Severe as Lord Grey was, he seemed too lenient to Raleigh. In January 1581, the young captain left Cork and made the perilous journey to Dublin to expostulate with the Deputy, and to urge him to treat with greater stringency various Munster chieftains who were blowing the embers of the rebellion into fresh flame. Among these malcontents the worst was a certain David Barry, son of Lord Barry, himself a prisoner in Dublin Castle. David Barry had placed the family stronghold, Barry Court, at the disposal of the Geraldines. Raleigh obtained permission to seize and hold this property, and returned from Dublin to carry out his duty.

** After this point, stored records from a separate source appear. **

// CLASSIFICATION: COMMUNITY
// Filename: mod.rs v0.1
// Author: Lukas Bower
// Date Modified: 2026-10-18

//! In-process implementations of every HAL trait.
//!
//! Tests and `pmuctl` bring the PMU runtime up against these instead of a
//! GPU. [`SimGpu`] wires a full set together for a given [`PmuConfig`].

use std::collections::{HashMap, HashSet};
use std::sync::atomic::{AtomicBool, AtomicUsize, Ordering};
use std::sync::{Arc, Condvar, Mutex, MutexGuard, PoisonError};
use std::time::Duration;

use log::{debug, trace, warn};

use crate::config::PmuConfig;
use crate::device::{Device, DEVTYPE_COPY0, DEVTYPE_COPY1, DEVTYPE_GRAPHICS, DEVTYPE_LCE};
use crate::error::{PmuError, PmuResult};
use crate::fence::syncpt::{syncpt_reached, SyncpointDevice};
use crate::hal::{DeviceTableParser, FalconHal, FirmwareBlob, FirmwareSource, Platform, RegisterIo};
use crate::pmu::fw::{PMU_UCODE_DESC, PMU_UCODE_IMAGE, PMU_UCODE_NS, PMU_UCODE_SIG};
use crate::pmu::fw_ver::{PmuUcodeDesc, APP_VERSION_TU10X, PMU_UCODE_DESC_SIZE};
use crate::pmu::mutex::{
    pwr_pmu_mutex_r, MUTEX_ID_NOT_AVAILABLE, PMU_MUTEX_COUNT, PWR_PMU_MUTEX_ID_R,
    PWR_PMU_MUTEX_ID_RELEASE_R,
};
use crate::pmu::PmuHal;
use crate::util::Timeout;

pub mod falcon;

pub use falcon::{SimCmdCtx, SimCmdHandler, SimFalcon, SimStats};

fn lock<T>(m: &Mutex<T>) -> MutexGuard<'_, T> {
    m.lock().unwrap_or_else(PoisonError::into_inner)
}

// ---------------------------------------------------------------------------
// Registers
// ---------------------------------------------------------------------------

#[derive(Default)]
struct RegState {
    regs: HashMap<u32, u32>,
    tokens: HashSet<u32>,
    next_token: u32,
    exhausted: bool,
}

/// Register file with the PMU mutex token generator behind it.
pub struct SimRegisters {
    state: Mutex<RegState>,
}

impl SimRegisters {
    pub fn new() -> Arc<Self> {
        Arc::new(Self {
            state: Mutex::new(RegState {
                next_token: 1,
                ..RegState::default()
            }),
        })
    }

    /// Make the token generator report "not available".
    pub fn set_tokens_exhausted(&self, exhausted: bool) {
        lock(&self.state).exhausted = exhausted;
    }

    /// Tokens handed out and not yet released.
    #[must_use]
    pub fn tokens_outstanding(&self) -> usize {
        lock(&self.state).tokens.len()
    }

    /// Firmware side of the mutex protocol: own `id` with `token`, or let
    /// it go with token 0.
    pub fn hold_mutex_for_firmware(&self, id: u32, token: u32) {
        lock(&self.state).regs.insert(pwr_pmu_mutex_r(id), token);
    }

    fn next_token(st: &mut RegState) -> u32 {
        if st.exhausted || st.tokens.len() >= (MUTEX_ID_NOT_AVAILABLE - 1) as usize {
            return MUTEX_ID_NOT_AVAILABLE;
        }
        loop {
            let t = st.next_token;
            st.next_token = if t >= MUTEX_ID_NOT_AVAILABLE - 1 { 1 } else { t + 1 };
            if st.tokens.insert(t) {
                return t;
            }
        }
    }

    fn is_mutex_reg(offset: u32) -> bool {
        (0..PMU_MUTEX_COUNT as u32).any(|i| pwr_pmu_mutex_r(i) == offset)
    }
}

impl RegisterIo for SimRegisters {
    fn read32(&self, offset: u32) -> u32 {
        let mut st = lock(&self.state);
        if offset == PWR_PMU_MUTEX_ID_R {
            let t = Self::next_token(&mut st);
            trace!("sim regs: mutex token {t:#x}");
            return t;
        }
        st.regs.get(&offset).copied().unwrap_or(0)
    }

    fn write32(&self, offset: u32, value: u32) {
        let mut st = lock(&self.state);
        if offset == PWR_PMU_MUTEX_ID_RELEASE_R {
            st.tokens.remove(&value);
            return;
        }
        if Self::is_mutex_reg(offset) {
            let cur = st.regs.get(&offset).copied().unwrap_or(0);
            // Owned mutexes only accept a release.
            if cur == 0 || value == 0 {
                st.regs.insert(offset, value);
            }
            return;
        }
        st.regs.insert(offset, value);
    }
}

// ---------------------------------------------------------------------------
// Platform
// ---------------------------------------------------------------------------

pub struct SimPlatform {
    silicon: AtomicBool,
    shutting_down: AtomicBool,
}

impl SimPlatform {
    pub fn new() -> Arc<Self> {
        Arc::new(Self {
            silicon: AtomicBool::new(true),
            shutting_down: AtomicBool::new(false),
        })
    }

    /// Emulation platforms never time out.
    pub fn set_silicon(&self, silicon: bool) {
        self.silicon.store(silicon, Ordering::Release);
    }

    /// Blocking waits give up from now on.
    pub fn begin_shutdown(&self) {
        self.shutting_down.store(true, Ordering::Release);
    }
}

impl Platform for SimPlatform {
    fn is_silicon(&self) -> bool {
        self.silicon.load(Ordering::Acquire)
    }

    fn can_busy(&self) -> bool {
        !self.shutting_down.load(Ordering::Acquire)
    }
}

// ---------------------------------------------------------------------------
// Firmware
// ---------------------------------------------------------------------------

pub const SIM_UCODE_APP_SIZE: u32 = 0x200;
pub const SIM_UCODE_ENTRY: u32 = 0x10;

/// Descriptor of the firmware image the simulated store serves.
#[must_use]
pub fn sim_ucode_desc(app_version: u32) -> PmuUcodeDesc {
    PmuUcodeDesc {
        descriptor_size: PMU_UCODE_DESC_SIZE as u32,
        image_size: SIM_UCODE_APP_SIZE,
        tools_version: 1,
        app_version,
        date: "2026-10-18".into(),
        app_start_offset: 0,
        app_size: SIM_UCODE_APP_SIZE,
        app_imem_offset: 0,
        app_imem_entry: SIM_UCODE_ENTRY,
        app_dmem_offset: 0,
        app_resident_code_offset: 0,
        app_resident_code_size: SIM_UCODE_APP_SIZE / 2,
        app_resident_data_offset: SIM_UCODE_APP_SIZE / 2,
        app_resident_data_size: SIM_UCODE_APP_SIZE / 2,
        ..PmuUcodeDesc::default()
    }
}

/// Recognisable ucode bytes: code is `0xC0`, data is `0xDA`.
#[must_use]
pub fn sim_ucode_image() -> Vec<u8> {
    let half = (SIM_UCODE_APP_SIZE / 2) as usize;
    let mut img = vec![0xC0u8; half];
    img.extend(std::iter::repeat(0xDAu8).take(half));
    img
}

/// Named blob store that counts outstanding requests.
#[derive(Default)]
pub struct SimFirmwareStore {
    blobs: Mutex<HashMap<String, Arc<FirmwareBlob>>>,
    outstanding: AtomicUsize,
    requests: Mutex<Vec<String>>,
}

impl SimFirmwareStore {
    pub fn new() -> Arc<Self> {
        Arc::new(Self::default())
    }

    /// Store holding the single non-secure blob: descriptor then ucode.
    pub fn with_ns_firmware(app_version: u32) -> Arc<Self> {
        let store = Self::new();
        let mut blob = sim_ucode_desc(app_version).to_bytes();
        blob.extend_from_slice(&sim_ucode_image());
        store.insert(PMU_UCODE_NS, blob);
        store
    }

    /// Store holding the image, descriptor and signature blobs.
    pub fn with_secure_firmware(app_version: u32) -> Arc<Self> {
        let store = Self::new();
        store.insert(PMU_UCODE_IMAGE, sim_ucode_image());
        store.insert(PMU_UCODE_DESC, sim_ucode_desc(app_version).to_bytes());
        store.insert(PMU_UCODE_SIG, vec![0x5A; 0x100]);
        store
    }

    pub fn insert(&self, name: &str, data: Vec<u8>) {
        lock(&self.blobs).insert(name.to_owned(), Arc::new(FirmwareBlob::new(name, data)));
    }

    pub fn remove(&self, name: &str) {
        lock(&self.blobs).remove(name);
    }

    /// Blobs requested and not yet released.
    #[must_use]
    pub fn outstanding(&self) -> usize {
        self.outstanding.load(Ordering::Acquire)
    }

    /// Every name ever requested, in order.
    #[must_use]
    pub fn requested(&self) -> Vec<String> {
        lock(&self.requests).clone()
    }
}

impl FirmwareSource for SimFirmwareStore {
    fn request(&self, name: &str) -> Option<Arc<FirmwareBlob>> {
        lock(&self.requests).push(name.to_owned());
        let blob = lock(&self.blobs).get(name).cloned()?;
        self.outstanding.fetch_add(1, Ordering::AcqRel);
        debug!("sim firmware: {name} handed out ({} bytes)", blob.len());
        Some(blob)
    }

    fn release(&self, blob: Arc<FirmwareBlob>) {
        let prev = self
            .outstanding
            .fetch_update(Ordering::AcqRel, Ordering::Acquire, |n| n.checked_sub(1));
        if prev.is_err() {
            warn!("sim firmware: {} released more often than requested", blob.name());
        }
    }
}

// ---------------------------------------------------------------------------
// Syncpoints
// ---------------------------------------------------------------------------

#[derive(Clone, Copy, Default)]
struct SyncptCounter {
    hw: u32,
    cached: u32,
}

/// host1x syncpoints with a host-side cache that can miss updates.
#[derive(Default)]
pub struct SimSyncpoints {
    counters: Mutex<HashMap<u32, SyncptCounter>>,
    cond: Condvar,
    fail_reads: AtomicBool,
}

impl SimSyncpoints {
    pub fn new() -> Arc<Self> {
        Arc::new(Self::default())
    }

    /// Advance `id` and notify waiters. Returns the new value.
    pub fn incr(&self, id: u32) -> u32 {
        let mut c = lock(&self.counters);
        let ctr = c.entry(id).or_default();
        ctr.hw = ctr.hw.wrapping_add(1);
        ctr.cached = ctr.hw;
        let v = ctr.hw;
        drop(c);
        self.cond.notify_all();
        v
    }

    /// Advance the hardware counter without the host noticing.
    pub fn incr_unnotified(&self, id: u32) -> u32 {
        let mut c = lock(&self.counters);
        let ctr = c.entry(id).or_default();
        ctr.hw = ctr.hw.wrapping_add(1);
        ctr.hw
    }

    pub fn set_fail_reads(&self, fail: bool) {
        self.fail_reads.store(fail, Ordering::Release);
    }

    #[must_use]
    pub fn value(&self, id: u32) -> u32 {
        lock(&self.counters).get(&id).map_or(0, |c| c.hw)
    }
}

impl SyncpointDevice for SimSyncpoints {
    fn is_expired(&self, id: u32, thresh: u32) -> bool {
        let cached = lock(&self.counters).get(&id).map_or(0, |c| c.cached);
        syncpt_reached(cached, thresh)
    }

    fn read_ext_check(&self, id: u32) -> PmuResult<u32> {
        if self.fail_reads.load(Ordering::Acquire) {
            return Err(PmuError::Io(format!("syncpt {id} read failed")));
        }
        let mut c = lock(&self.counters);
        let ctr = c.entry(id).or_default();
        ctr.cached = ctr.hw;
        Ok(ctr.hw)
    }

    fn wait_timeout_ext(&self, id: u32, thresh: u32, timeout: Timeout) -> PmuResult<()> {
        let mut c = lock(&self.counters);
        loop {
            let cached = c.get(&id).map_or(0, |ctr| ctr.cached);
            if syncpt_reached(cached, thresh) {
                return Ok(());
            }
            let wait = match timeout.remaining() {
                Some(d) if d.is_zero() => return Err(PmuError::TimedOut),
                Some(d) => d,
                None => Duration::from_millis(100),
            };
            c = self
                .cond
                .wait_timeout(c, wait)
                .map(|(g, _)| g)
                .unwrap_or_else(|e| e.into_inner().0);
        }
    }
}

// ---------------------------------------------------------------------------
// Device table
// ---------------------------------------------------------------------------

/// Device table served from a list.
#[derive(Clone, Debug, Default)]
pub struct SimDeviceTable {
    entries: Vec<Device>,
}

impl SimDeviceTable {
    #[must_use]
    pub fn new(entries: Vec<Device>) -> Self {
        Self { entries }
    }

    /// Graphics, two copy engines and two LCEs, as a small dGPU reports.
    #[must_use]
    pub fn typical() -> Self {
        let dev = |dev_type, inst_id, engine_id, runlist_id, pri_base| Device {
            dev_type,
            inst_id,
            engine_id,
            runlist_id,
            intr_id: engine_id,
            reset_id: engine_id + 12,
            pri_base,
            fault_id: engine_id + 0x40,
        };
        Self::new(vec![
            dev(DEVTYPE_GRAPHICS, 0, 0, 0, 0x0040_0000),
            dev(DEVTYPE_COPY0, 0, 1, 1, 0x0010_4000),
            dev(DEVTYPE_COPY1, 0, 2, 2, 0x0010_5000),
            dev(DEVTYPE_LCE, 0, 3, 3, 0x0010_4000),
            dev(DEVTYPE_LCE, 1, 4, 3, 0x0010_5000),
        ])
    }
}

impl DeviceTableParser for SimDeviceTable {
    fn parse_next_device(&mut self, cursor: &mut u32) -> Option<Device> {
        let dev = self.entries.get(*cursor as usize).cloned()?;
        *cursor += 1;
        Some(dev)
    }
}

// ---------------------------------------------------------------------------
// Whole GPU
// ---------------------------------------------------------------------------

/// One simulated GPU: falcon, registers, platform and firmware store.
#[derive(Clone)]
pub struct SimGpu {
    pub falcon: Arc<SimFalcon>,
    pub regs: Arc<SimRegisters>,
    pub platform: Arc<SimPlatform>,
    pub firmware: Arc<SimFirmwareStore>,
}

impl SimGpu {
    /// Firmware matching `cfg.secure_boot`, from a family that supports
    /// FB queues.
    #[must_use]
    pub fn new(cfg: &PmuConfig) -> Self {
        let firmware = if cfg.secure_boot {
            SimFirmwareStore::with_secure_firmware(APP_VERSION_TU10X)
        } else {
            SimFirmwareStore::with_ns_firmware(APP_VERSION_TU10X)
        };
        Self::with_firmware(firmware)
    }

    #[must_use]
    pub fn with_firmware(firmware: Arc<SimFirmwareStore>) -> Self {
        Self {
            falcon: SimFalcon::new(),
            regs: SimRegisters::new(),
            platform: SimPlatform::new(),
            firmware,
        }
    }

    #[must_use]
    pub fn hal(&self) -> PmuHal {
        let falcon: Arc<dyn FalconHal> = self.falcon.clone();
        let regs: Arc<dyn RegisterIo> = self.regs.clone();
        let platform: Arc<dyn Platform> = self.platform.clone();
        let firmware: Arc<dyn FirmwareSource> = self.firmware.clone();
        PmuHal {
            falcon,
            regs,
            platform,
            firmware,
        }
    }
}

#[cfg(test)]
mod tests {
    use super::*;

    #[test]
    fn mutex_register_ignores_foreign_writes_while_owned() {
        let regs = SimRegisters::new();
        let a = regs.read32(PWR_PMU_MUTEX_ID_R);
        let b = regs.read32(PWR_PMU_MUTEX_ID_R);
        assert_ne!(a, b);
        regs.write32(pwr_pmu_mutex_r(3), a);
        regs.write32(pwr_pmu_mutex_r(3), b);
        assert_eq!(regs.read32(pwr_pmu_mutex_r(3)), a);
        regs.write32(pwr_pmu_mutex_r(3), 0);
        regs.write32(PWR_PMU_MUTEX_ID_RELEASE_R, a);
        regs.write32(PWR_PMU_MUTEX_ID_RELEASE_R, b);
        assert_eq!(regs.tokens_outstanding(), 0);
    }

    #[test]
    fn firmware_store_tracks_outstanding_blobs() {
        let store = SimFirmwareStore::with_secure_firmware(APP_VERSION_TU10X);
        let img = store.request(PMU_UCODE_IMAGE).unwrap();
        assert!(store.request("missing.bin").is_none());
        assert_eq!(store.outstanding(), 1);
        store.release(img);
        assert_eq!(store.outstanding(), 0);
        assert_eq!(store.requested().len(), 2);
    }

    #[test]
    fn unnotified_increment_needs_a_recheck() {
        let sp = SimSyncpoints::new();
        sp.incr_unnotified(7);
        assert!(!sp.is_expired(7, 1));
        assert_eq!(sp.read_ext_check(7).unwrap(), 1);
        assert!(sp.is_expired(7, 1));
    }
}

On his way back, as he was approaching Barry's country, with his men straggling behind him, the Seneschal of Imokelly, the strongest and craftiest of the remaining Geraldines, laid an ambush to seize him at the ford of Corabby. Raleigh not only escaped himself, but returned in the face of a force which was to his as twenty to one, in order to rescue a comrade whose horse had thrown him in the river. With a quarter-staff in one hand and a pistol in the other, he held the Seneschal and his kerns at bay, and brought his little body of troops through the ambush without the loss of one man. In the dreary monotony of the war, this brilliant act of courage, of which Raleigh himself in a letter gives a very modest account, touched the popular heart, and did as much as anything to make him famous.